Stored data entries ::
■ ■ ■
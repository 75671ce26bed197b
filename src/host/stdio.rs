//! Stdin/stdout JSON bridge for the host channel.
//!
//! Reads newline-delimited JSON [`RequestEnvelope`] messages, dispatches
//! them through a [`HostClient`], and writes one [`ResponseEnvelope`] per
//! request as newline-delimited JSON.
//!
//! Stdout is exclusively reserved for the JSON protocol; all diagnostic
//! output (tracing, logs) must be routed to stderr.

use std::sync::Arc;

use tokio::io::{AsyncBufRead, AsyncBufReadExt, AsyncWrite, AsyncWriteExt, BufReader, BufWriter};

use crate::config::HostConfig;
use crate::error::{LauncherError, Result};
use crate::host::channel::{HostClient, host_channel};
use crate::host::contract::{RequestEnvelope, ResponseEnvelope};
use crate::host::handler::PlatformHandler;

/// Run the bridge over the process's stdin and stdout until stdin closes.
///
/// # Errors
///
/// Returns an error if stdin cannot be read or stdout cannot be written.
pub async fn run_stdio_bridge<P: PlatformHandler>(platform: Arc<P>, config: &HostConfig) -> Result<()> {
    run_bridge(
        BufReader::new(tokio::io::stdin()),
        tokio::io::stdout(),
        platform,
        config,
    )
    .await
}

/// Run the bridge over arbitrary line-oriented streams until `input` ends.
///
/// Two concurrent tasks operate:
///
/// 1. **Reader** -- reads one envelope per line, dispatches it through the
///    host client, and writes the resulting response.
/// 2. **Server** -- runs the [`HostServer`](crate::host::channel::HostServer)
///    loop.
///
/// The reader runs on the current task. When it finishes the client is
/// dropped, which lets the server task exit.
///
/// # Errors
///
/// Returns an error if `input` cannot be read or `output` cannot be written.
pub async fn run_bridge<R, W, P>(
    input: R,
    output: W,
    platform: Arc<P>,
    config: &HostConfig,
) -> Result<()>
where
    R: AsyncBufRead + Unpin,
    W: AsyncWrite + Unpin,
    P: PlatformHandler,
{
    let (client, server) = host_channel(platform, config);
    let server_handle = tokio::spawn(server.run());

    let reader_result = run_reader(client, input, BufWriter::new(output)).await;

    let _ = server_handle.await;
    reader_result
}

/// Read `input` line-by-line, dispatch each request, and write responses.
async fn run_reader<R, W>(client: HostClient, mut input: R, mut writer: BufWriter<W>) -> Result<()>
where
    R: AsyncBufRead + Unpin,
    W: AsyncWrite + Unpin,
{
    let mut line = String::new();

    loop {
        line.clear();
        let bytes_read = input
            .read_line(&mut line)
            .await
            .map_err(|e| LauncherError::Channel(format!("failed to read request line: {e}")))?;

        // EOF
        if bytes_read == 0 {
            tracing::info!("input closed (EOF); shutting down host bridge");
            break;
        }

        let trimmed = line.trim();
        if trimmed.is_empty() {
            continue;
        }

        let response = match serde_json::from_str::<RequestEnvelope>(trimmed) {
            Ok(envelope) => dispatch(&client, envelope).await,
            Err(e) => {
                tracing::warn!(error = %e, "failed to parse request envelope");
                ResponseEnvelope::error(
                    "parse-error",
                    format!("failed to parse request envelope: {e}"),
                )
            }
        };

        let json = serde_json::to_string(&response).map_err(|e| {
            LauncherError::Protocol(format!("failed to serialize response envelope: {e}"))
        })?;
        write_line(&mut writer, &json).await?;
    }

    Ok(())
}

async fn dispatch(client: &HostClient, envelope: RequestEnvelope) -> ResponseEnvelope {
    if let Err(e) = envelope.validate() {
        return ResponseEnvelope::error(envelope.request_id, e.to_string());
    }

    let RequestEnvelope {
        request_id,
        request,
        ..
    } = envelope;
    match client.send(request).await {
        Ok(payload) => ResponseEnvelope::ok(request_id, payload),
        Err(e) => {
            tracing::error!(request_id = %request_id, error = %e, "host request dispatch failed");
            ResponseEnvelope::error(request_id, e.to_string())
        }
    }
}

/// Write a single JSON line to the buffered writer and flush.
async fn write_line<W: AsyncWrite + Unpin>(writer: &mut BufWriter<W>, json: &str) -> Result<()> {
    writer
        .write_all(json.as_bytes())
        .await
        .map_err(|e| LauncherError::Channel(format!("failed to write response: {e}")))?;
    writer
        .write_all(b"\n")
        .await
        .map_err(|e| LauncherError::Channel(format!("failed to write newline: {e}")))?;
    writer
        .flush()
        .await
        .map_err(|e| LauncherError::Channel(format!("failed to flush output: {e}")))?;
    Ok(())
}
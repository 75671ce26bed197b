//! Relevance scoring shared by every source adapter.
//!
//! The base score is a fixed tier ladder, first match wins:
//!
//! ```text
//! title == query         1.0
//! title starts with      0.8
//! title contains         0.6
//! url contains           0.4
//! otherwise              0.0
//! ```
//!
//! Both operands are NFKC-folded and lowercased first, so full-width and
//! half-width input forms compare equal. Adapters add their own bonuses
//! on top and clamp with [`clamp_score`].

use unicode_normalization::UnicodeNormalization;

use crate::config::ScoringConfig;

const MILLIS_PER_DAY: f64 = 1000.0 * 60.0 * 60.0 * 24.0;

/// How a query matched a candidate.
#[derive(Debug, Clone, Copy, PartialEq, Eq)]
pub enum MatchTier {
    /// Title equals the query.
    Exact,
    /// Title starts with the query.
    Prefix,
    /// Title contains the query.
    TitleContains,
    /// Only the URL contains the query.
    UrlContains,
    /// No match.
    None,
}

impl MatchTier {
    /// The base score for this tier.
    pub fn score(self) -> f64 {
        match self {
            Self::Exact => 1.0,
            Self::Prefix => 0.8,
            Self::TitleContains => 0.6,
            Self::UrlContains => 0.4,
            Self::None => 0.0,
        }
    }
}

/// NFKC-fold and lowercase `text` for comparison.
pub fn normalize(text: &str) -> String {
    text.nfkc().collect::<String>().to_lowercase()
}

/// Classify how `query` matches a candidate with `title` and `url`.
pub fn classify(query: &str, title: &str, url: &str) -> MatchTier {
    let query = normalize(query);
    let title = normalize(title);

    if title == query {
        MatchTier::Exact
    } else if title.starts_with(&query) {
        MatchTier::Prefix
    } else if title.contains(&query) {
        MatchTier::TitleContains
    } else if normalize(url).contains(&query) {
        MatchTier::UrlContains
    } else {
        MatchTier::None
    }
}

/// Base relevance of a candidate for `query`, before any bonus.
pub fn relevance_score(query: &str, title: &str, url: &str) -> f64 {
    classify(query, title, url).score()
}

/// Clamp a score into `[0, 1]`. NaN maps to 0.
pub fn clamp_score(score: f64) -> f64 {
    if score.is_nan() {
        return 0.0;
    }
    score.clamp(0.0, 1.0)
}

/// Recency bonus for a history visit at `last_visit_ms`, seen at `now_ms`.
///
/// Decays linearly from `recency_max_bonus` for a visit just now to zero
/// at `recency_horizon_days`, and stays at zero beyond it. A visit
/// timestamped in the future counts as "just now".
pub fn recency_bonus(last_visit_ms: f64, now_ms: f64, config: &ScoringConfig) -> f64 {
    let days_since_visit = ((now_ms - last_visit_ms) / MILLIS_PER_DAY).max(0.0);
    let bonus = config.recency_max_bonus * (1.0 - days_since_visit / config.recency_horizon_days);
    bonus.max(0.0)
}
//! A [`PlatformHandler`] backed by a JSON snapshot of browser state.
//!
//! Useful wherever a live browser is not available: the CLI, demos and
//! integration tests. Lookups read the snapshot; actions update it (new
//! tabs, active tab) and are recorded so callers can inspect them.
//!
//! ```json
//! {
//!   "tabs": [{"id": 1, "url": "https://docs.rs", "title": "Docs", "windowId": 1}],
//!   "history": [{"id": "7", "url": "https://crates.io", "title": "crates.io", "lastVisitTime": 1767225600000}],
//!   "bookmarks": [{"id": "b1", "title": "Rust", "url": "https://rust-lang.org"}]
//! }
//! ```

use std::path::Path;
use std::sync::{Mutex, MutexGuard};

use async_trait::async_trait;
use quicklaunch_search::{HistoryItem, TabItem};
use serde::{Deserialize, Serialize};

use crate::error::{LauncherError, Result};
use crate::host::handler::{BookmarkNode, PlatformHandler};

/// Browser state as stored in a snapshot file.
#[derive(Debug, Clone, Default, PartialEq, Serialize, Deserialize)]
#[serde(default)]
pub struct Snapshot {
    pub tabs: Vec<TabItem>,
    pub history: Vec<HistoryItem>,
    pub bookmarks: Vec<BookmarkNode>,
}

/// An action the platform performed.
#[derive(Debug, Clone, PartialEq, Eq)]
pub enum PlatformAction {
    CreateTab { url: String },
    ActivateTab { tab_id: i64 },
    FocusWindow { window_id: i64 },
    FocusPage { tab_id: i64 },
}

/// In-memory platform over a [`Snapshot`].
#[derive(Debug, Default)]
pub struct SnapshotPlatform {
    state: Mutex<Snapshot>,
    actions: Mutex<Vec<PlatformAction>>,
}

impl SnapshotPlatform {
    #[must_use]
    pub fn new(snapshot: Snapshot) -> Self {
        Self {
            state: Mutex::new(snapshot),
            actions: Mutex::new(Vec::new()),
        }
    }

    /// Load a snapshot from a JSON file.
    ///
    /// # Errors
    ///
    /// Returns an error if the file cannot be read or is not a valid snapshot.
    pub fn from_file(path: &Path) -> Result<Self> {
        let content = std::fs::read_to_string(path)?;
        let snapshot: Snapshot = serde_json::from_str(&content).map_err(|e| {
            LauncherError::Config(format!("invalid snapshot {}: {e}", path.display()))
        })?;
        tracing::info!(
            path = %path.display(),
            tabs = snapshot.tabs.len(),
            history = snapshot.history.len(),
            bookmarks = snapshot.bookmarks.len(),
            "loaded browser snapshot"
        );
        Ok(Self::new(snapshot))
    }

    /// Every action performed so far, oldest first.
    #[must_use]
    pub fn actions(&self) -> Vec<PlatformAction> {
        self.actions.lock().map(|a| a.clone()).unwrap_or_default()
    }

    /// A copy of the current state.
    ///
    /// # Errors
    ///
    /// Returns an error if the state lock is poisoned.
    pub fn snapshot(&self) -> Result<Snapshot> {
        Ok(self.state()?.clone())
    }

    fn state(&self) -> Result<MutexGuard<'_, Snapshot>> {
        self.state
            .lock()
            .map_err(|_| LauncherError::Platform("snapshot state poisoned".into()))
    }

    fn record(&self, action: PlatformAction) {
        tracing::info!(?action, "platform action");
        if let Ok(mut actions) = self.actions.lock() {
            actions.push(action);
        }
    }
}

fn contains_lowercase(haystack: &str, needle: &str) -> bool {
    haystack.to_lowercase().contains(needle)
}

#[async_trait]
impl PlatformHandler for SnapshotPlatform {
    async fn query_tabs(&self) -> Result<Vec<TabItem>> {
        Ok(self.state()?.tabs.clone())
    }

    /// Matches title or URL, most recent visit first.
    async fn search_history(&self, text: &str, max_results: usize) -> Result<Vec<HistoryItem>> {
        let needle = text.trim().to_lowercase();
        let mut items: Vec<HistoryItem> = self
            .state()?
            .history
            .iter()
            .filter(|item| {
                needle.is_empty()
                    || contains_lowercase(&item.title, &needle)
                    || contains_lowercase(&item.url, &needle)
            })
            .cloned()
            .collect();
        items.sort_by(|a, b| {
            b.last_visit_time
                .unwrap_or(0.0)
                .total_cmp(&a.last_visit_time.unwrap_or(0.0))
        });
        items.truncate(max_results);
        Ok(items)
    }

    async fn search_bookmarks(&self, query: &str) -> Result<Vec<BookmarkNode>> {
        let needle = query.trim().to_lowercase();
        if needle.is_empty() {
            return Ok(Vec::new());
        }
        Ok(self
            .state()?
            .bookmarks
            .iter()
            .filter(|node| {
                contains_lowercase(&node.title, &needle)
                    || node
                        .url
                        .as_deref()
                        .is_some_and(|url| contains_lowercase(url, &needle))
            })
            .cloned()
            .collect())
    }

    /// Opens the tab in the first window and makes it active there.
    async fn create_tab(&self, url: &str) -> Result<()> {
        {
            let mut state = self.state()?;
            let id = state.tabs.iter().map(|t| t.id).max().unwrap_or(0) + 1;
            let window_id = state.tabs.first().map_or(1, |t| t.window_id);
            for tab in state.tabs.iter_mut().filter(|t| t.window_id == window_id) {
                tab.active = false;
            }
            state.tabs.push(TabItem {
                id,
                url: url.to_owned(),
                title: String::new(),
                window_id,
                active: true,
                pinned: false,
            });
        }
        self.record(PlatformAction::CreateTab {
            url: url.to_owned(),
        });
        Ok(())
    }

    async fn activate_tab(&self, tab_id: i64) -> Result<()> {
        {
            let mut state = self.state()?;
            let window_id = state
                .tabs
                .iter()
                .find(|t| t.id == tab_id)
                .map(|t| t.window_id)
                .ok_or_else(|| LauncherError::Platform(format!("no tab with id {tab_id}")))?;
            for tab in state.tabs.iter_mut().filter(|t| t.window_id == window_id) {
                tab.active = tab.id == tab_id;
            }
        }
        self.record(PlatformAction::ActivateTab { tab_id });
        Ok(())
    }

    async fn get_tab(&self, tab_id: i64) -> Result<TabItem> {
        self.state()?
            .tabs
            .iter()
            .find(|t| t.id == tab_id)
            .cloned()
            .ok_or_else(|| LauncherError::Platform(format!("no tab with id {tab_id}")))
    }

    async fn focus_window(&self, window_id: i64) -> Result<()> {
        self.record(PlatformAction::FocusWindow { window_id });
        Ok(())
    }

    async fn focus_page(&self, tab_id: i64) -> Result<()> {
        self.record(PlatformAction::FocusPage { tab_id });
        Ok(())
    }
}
■ ■ ■
WHAT IS BEING ASKED ::
Copy out the lines above with "lock" in them.

OUTPUT ::
        self.actions.lock().map(|a| a.clone()).unwrap_or_default()
    /// Returns an error if the state lock is poisoned.
            .lock()
        if let Ok(mut actions) = self.actions.lock() {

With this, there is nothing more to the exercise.